┌─ Data to examine

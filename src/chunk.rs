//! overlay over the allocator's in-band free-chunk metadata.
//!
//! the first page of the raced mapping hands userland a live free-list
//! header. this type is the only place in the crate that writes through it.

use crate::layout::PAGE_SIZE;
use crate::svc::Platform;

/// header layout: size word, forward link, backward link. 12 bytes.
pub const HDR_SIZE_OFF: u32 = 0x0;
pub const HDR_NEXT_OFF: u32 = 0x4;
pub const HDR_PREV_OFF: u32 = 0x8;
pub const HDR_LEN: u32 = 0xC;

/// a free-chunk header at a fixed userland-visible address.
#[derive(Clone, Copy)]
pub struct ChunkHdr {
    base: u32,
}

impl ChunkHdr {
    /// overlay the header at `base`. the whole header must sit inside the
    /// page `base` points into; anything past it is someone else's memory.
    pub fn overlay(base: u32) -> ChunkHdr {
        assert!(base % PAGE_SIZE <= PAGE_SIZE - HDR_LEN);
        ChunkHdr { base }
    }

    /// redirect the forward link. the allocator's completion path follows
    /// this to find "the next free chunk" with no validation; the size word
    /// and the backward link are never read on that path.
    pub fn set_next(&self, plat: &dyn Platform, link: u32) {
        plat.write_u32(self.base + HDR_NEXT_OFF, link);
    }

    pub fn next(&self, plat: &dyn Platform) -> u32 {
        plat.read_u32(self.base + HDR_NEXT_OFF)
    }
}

└─
┌─ Data to examine

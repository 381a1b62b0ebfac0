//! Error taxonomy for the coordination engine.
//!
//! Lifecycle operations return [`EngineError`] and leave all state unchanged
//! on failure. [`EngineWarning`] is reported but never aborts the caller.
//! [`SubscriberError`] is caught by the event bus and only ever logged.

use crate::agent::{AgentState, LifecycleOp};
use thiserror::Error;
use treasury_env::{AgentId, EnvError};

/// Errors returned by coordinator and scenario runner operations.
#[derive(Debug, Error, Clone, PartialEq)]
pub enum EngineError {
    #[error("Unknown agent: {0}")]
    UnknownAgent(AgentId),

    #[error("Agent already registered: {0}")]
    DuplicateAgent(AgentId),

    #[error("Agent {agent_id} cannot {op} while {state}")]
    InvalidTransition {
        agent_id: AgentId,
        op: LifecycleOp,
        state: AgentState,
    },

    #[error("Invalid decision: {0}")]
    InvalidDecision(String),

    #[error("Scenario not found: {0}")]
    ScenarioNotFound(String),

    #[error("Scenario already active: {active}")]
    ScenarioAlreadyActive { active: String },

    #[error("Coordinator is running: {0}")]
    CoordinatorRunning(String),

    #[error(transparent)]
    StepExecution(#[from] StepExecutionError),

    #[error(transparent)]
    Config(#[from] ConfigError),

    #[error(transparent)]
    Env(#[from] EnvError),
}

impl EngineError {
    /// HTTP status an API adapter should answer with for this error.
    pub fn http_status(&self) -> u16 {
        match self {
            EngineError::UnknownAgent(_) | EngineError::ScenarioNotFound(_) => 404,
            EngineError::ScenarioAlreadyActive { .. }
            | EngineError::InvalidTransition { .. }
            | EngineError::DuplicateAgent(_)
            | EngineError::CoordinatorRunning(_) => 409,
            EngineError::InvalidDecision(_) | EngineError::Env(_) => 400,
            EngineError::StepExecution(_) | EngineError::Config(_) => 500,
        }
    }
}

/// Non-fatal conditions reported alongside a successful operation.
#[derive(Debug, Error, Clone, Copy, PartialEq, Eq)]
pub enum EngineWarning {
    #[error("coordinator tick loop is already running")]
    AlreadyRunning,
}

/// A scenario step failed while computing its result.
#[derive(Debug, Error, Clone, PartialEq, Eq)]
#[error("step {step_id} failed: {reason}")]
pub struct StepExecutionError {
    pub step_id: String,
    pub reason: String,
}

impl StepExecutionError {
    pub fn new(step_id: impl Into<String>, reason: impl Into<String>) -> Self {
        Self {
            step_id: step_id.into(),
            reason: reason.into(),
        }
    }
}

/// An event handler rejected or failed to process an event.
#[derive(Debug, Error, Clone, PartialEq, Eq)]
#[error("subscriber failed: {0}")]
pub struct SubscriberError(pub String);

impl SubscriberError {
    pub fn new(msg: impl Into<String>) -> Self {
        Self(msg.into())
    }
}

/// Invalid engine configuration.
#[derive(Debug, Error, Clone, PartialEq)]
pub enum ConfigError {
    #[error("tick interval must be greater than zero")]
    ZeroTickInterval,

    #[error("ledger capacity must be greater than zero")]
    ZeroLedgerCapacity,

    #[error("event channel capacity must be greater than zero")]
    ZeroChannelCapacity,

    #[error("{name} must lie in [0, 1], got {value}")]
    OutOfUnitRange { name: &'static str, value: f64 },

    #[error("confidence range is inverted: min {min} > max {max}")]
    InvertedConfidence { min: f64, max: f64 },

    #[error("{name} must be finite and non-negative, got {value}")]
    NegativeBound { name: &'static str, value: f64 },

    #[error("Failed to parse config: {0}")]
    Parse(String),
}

└─
┌─ Data to examine

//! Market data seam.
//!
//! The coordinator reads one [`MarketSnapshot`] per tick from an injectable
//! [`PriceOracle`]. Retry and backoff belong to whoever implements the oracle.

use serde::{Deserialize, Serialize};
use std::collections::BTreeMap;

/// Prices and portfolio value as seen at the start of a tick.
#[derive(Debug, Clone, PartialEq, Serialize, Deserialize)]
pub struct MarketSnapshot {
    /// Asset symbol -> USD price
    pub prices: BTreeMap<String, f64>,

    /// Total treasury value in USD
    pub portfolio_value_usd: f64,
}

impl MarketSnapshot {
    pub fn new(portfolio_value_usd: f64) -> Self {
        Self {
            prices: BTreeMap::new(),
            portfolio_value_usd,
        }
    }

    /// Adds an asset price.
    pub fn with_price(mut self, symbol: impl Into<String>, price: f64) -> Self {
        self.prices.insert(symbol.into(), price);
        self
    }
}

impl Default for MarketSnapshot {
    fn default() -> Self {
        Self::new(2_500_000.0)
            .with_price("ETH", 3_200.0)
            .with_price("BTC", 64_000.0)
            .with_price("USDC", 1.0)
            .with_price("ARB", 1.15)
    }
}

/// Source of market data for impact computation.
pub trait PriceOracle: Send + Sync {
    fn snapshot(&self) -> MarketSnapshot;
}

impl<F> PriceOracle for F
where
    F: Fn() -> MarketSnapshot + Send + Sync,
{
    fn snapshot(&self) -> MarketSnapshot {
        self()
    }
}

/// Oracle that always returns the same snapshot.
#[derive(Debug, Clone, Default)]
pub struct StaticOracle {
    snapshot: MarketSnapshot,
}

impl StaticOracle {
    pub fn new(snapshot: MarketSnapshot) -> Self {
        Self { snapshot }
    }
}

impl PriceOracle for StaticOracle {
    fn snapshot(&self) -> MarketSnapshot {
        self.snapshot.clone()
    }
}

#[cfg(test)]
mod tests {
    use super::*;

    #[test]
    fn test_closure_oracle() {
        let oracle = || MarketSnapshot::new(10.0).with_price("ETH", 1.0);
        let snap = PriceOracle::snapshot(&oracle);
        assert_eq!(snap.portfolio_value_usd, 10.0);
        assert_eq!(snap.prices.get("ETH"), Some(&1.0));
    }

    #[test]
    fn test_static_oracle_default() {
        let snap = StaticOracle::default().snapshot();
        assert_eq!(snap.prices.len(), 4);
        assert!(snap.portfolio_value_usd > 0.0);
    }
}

└─

**Task prompt:**
Only one stretch of the records above is wanted: the lines between the one holding "assert!(base % PAGE_SIZE" and the one holding "pub fn set_next(&self, plat: &dyn", inclusive, reproduced exactly.

**Response area:**
        assert!(base % PAGE_SIZE <= PAGE_SIZE - HDR_LEN);
        ChunkHdr { base }
    }

    /// redirect the forward link. the allocator's completion path follows
    /// this to find "the next free chunk" with no validation; the size word
    /// and the backward link are never read on that path.
    pub fn set_next(&self, plat: &dyn Platform, link: u32) {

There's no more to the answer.